After decades of enduring jokes about the city's concrete-lined waterway, officials today will release an ambitious master plan for restoring the Los Angeles River, a project that reflects lofty dreams and carries a big price tag.
If anything, the plan is significant not for its specifics but for its sweep and boldness in proposing to turn the industrial-strength storm drain running from the San Fernando Valley to the sea into "one of the city's most treasured landmarks."
The Los Angeles River Revitalization Master Plan proposes a $2-billion-plus makeover that would replace vast tracts of industrial land along the river with parks, clean up the river and make it appear more natural while retaining its important flood-control role.
The plan is intended to guide construction of a series of parks along 32 miles of the river from Canoga Park to downtown Los Angeles over 25 to 50 years.
Channeled decades ago to protect the city against periodic flooding, the river has provided an ugly contrast in a city known for the natural beauty of its setting.

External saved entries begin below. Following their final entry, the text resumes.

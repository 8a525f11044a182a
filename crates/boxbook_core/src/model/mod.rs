//! Inventory domain model.
//!
//! # Responsibility
//! - Define the canonical box and book records used by core business logic.
//! - Provide record-local validation shared by every storage adapter.
//!
//! # Invariants
//! - Every record is identified by a stable UUID that is never reused.
//! - A box holds at most [`BOX_CAPACITY`] distinct book ids.
//! - Book status is a closed two-valued enum, never free-form text.

pub mod book;
pub mod box_record;
pub mod validation;

pub use box_record::BOX_CAPACITY;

The waterway in recent years has attracted new interest from those who would like to blast away its walls and replace them with a semblance of a natural river.

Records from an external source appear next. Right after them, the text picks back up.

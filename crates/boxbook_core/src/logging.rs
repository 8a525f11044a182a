//! Core logging bootstrap.
//!
//! # Responsibility
//! - Initialize file-based rolling logs exactly once per process.
//! - Emit metadata-only `event=... module=... status=...` lines from core.
//!
//! # Invariants
//! - Init is idempotent for the same level and directory.
//! - Re-initialization with a different level or directory is rejected.
//! - Initialization never panics.
//! - Book titles, descriptions and author names are never logged.

use flexi_logger::{Cleanup, Criterion, FileSpec, Logger, LoggerHandle, Naming, WriteMode};
use log::{error, info};
use once_cell::sync::OnceCell;
use std::error::Error;
use std::fmt::{Display, Formatter};
use std::path::{Path, PathBuf};

const LOG_FILE_BASENAME: &str = "boxbook";
const MAX_LOG_FILE_SIZE_BYTES: u64 = 10 * 1024 * 1024;
const MAX_LOG_FILES: usize = 5;
const MAX_PANIC_PAYLOAD_CHARS: usize = 160;

static LOGGING_STATE: OnceCell<LoggingState> = OnceCell::new();
static PANIC_HOOK_INSTALLED: OnceCell<()> = OnceCell::new();

struct LoggingState {
    level: &'static str,
    log_dir: PathBuf,
    _logger: LoggerHandle,
}

/// Logging bootstrap failure.
#[derive(Debug, Clone, PartialEq, Eq)]
pub enum LoggingError {
    UnsupportedLevel(String),
    EmptyLogDir,
    RelativeLogDir(String),
    CreateDir { path: PathBuf, message: String },
    Backend(String),
    /// Logging is already active with another configuration.
    Conflict { active: String, requested: String },
}

impl Display for LoggingError {
    fn fmt(&self, f: &mut Formatter<'_>) -> std::fmt::Result {
        match self {
            Self::UnsupportedLevel(level) => write!(
                f,
                "unsupported log level `{level}`; expected trace|debug|info|warn|error"
            ),
            Self::EmptyLogDir => write!(f, "log_dir cannot be empty"),
            Self::RelativeLogDir(path) => {
                write!(f, "log_dir must be an absolute path, got `{path}`")
            }
            Self::CreateDir { path, message } => write!(
                f,
                "failed to create log directory `{}`: {message}",
                path.display()
            ),
            Self::Backend(message) => write!(f, "failed to start logger: {message}"),
            Self::Conflict { active, requested } => write!(
                f,
                "logging already initialized with `{active}`; refusing to switch to `{requested}`"
            ),
        }
    }
}

impl Error for LoggingError {}

/// Initializes core logging with level and directory.
///
/// # Errors
/// - Unsupported `level`.
/// - `log_dir` empty, relative, or not creatable.
/// - Logger backend setup failure.
/// - Logging already active with a different level or directory.
pub fn init_logging(level: &str, log_dir: &str) -> Result<(), LoggingError> {
    let level = normalize_level(level)?;
    let log_dir = normalize_log_dir(log_dir)?;

    let state = LOGGING_STATE.get_or_try_init(|| start_logger(level, &log_dir))?;
    ensure_same_config(state, level, &log_dir)
}

/// Returns `(level, log_dir)` when logging is active.
pub fn logging_status() -> Option<(&'static str, PathBuf)> {
    LOGGING_STATE
        .get()
        .map(|state| (state.level, state.log_dir.clone()))
}

/// Returns `debug` for debug builds and `info` for release builds.
pub fn default_log_level() -> &'static str {
    if cfg!(debug_assertions) {
        "debug"
    } else {
        "info"
    }
}

fn start_logger(level: &'static str, log_dir: &Path) -> Result<LoggingState, LoggingError> {
    std::fs::create_dir_all(log_dir).map_err(|err| LoggingError::CreateDir {
        path: log_dir.to_path_buf(),
        message: err.to_string(),
    })?;

    let logger = Logger::try_with_str(level)
        .map_err(|err| LoggingError::Backend(err.to_string()))?
        .log_to_file(
            FileSpec::default()
                .directory(log_dir)
                .basename(LOG_FILE_BASENAME),
        )
        .rotate(
            Criterion::Size(MAX_LOG_FILE_SIZE_BYTES),
            Naming::Numbers,
            Cleanup::KeepLogFiles(MAX_LOG_FILES),
        )
        .write_mode(WriteMode::BufferAndFlush)
        .append()
        .format_for_files(flexi_logger::detailed_format)
        .start()
        .map_err(|err| LoggingError::Backend(err.to_string()))?;

    install_panic_hook_once();

    info!(
        "event=core_init module=core status=ok platform={} version={} level={} log_dir={}",
        std::env::consts::OS,
        env!("CARGO_PKG_VERSION"),
        level,
        log_dir.display()
    );

    Ok(LoggingState {
        level,
        log_dir: log_dir.to_path_buf(),
        _logger: logger,
    })
}

fn ensure_same_config(
    state: &LoggingState,
    level: &'static str,
    log_dir: &Path,
) -> Result<(), LoggingError> {
    if state.log_dir != log_dir {
        return Err(LoggingError::Conflict {
            active: state.log_dir.display().to_string(),
            requested: log_dir.display().to_string(),
        });
    }
    if state.level != level {
        return Err(LoggingError::Conflict {
            active: state.level.to_string(),
            requested: level.to_string(),
        });
    }
    Ok(())
}

fn normalize_level(level: &str) -> Result<&'static str, LoggingError> {
    match level.trim().to_ascii_lowercase().as_str() {
        "trace" => Ok("trace"),
        "debug" => Ok("debug"),
        "info" => Ok("info"),
        "warn" | "warning" => Ok("warn"),
        "error" => Ok("error"),
        other => Err(LoggingError::UnsupportedLevel(other.to_string())),
    }
}

fn normalize_log_dir(log_dir: &str) -> Result<PathBuf, LoggingError> {
    let trimmed = log_dir.trim();
    if trimmed.is_empty() {
        return Err(LoggingError::EmptyLogDir);
    }
    let path = Path::new(trimmed);
    if !path.is_absolute() {
        return Err(LoggingError::RelativeLogDir(trimmed.to_string()));
    }
    Ok(path.to_path_buf())
}

fn install_panic_hook_once() {
    if PANIC_HOOK_INSTALLED.get().is_some() {
        return;
    }

    let previous_hook = std::panic::take_hook();
    std::panic::set_hook(Box::new(move |panic_info| {
        // Payload may echo user input; keep it single-line and short.
        let location = panic_info
            .location()
            .map(|loc| format!("{}:{}", loc.file(), loc.line()))
            .unwrap_or_else(|| "unknown".to_string());
        let payload = panic_payload_summary(panic_info);
        error!(
            "event=panic_captured module=core status=error location={} payload={}",
            location, payload
        );
        previous_hook(panic_info);
    }));

    let _ = PANIC_HOOK_INSTALLED.set(());
}

fn panic_payload_summary(info: &std::panic::PanicHookInfo<'_>) -> String {
    let payload = if let Some(message) = info.payload().downcast_ref::<&str>() {
        (*message).to_string()
    } else if let Some(message) = info.payload().downcast_ref::<String>() {
        message.clone()
    } else {
        "non-string panic payload".to_string()
    };

    sanitize_message(&payload, MAX_PANIC_PAYLOAD_CHARS)
}

fn sanitize_message(value: &str, max_chars: usize) -> String {
    let normalized = value.replace(['\n', '\r'], " ");
    let mut truncated = normalized.chars().take(max_chars).collect::<String>();
    if normalized.chars().count() > max_chars {
        truncated.push_str("...");
    }
    truncated
}

#[cfg(test)]
mod tests {
    use super::{
        init_logging, logging_status, normalize_level, normalize_log_dir, sanitize_message,
        LoggingError,
    };

    #[test]
    fn normalize_level_accepts_known_values() {
        assert_eq!(normalize_level("INFO"), Ok("info"));
        assert_eq!(normalize_level(" warning "), Ok("warn"));
        assert!(matches!(
            normalize_level("verbose"),
            Err(LoggingError::UnsupportedLevel(_))
        ));
    }

    #[test]
    fn normalize_log_dir_rejects_empty_and_relative_paths() {
        assert_eq!(normalize_log_dir("  "), Err(LoggingError::EmptyLogDir));
        assert!(matches!(
            normalize_log_dir("logs/dev"),
            Err(LoggingError::RelativeLogDir(_))
        ));
    }

    #[test]
    fn sanitize_message_removes_newlines_and_truncates() {
        let sanitized = sanitize_message("line1\nline2\rline3", 8);
        assert!(!sanitized.contains('\n'));
        assert!(!sanitized.contains('\r'));
        assert!(sanitized.ends_with("..."));
    }

    #[test]
    fn init_logging_is_idempotent_for_same_config_and_rejects_conflicts() {
        let log_dir = tempfile::tempdir().expect("create temp log dir");
        let second_dir = tempfile::tempdir().expect("create second temp dir");
        let log_dir_str = log_dir.path().to_str().expect("utf-8 temp dir").to_string();
        let second_dir_str = second_dir
            .path()
            .to_str()
            .expect("utf-8 temp dir")
            .to_string();

        init_logging("info", &log_dir_str).expect("first init should succeed");
        init_logging("info", &log_dir_str).expect("same config should be idempotent");

        let level_error =
            init_logging("debug", &log_dir_str).expect_err("level conflict should fail");
        assert!(matches!(level_error, LoggingError::Conflict { .. }));

        let dir_error =
            init_logging("info", &second_dir_str).expect_err("directory conflict should fail");
        assert!(matches!(dir_error, LoggingError::Conflict { .. }));

        let (active_level, active_dir) = logging_status().expect("logging should be active");
        assert_eq!(active_level, "info");
        assert_eq!(active_dir, log_dir.path());
    }
}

Up to now, however, visions for doing so have been vague or piecemeal. The master plan offers the first comprehensive -- and as yet unfunded -- proposal for a restoration.
It consists of 239 projects, most of them small. Some, however, would be immense. In two places -- Chinatown and Canoga Park -- residential and office villages would rise along the river's newly greened banks, replacing factories and warehouses. The plan also envisions widening the river channel in some places to preserve its flood-control capacity while creating more riparian habitat.
Advocates say that the plan offers the possibility of constructing the kind of grand public gathering places that have been in short supply in Los Angeles. The restoration's new parks would appear in many parts of the city, rich and poor, including downtown, which is undergoing a revival.
"All of these statements about it being impossible have been made before, and I listen to it and understand it," said Councilman Ed Reyes, the head of the council's river restoration committee. "But impossible? I don't believe it is."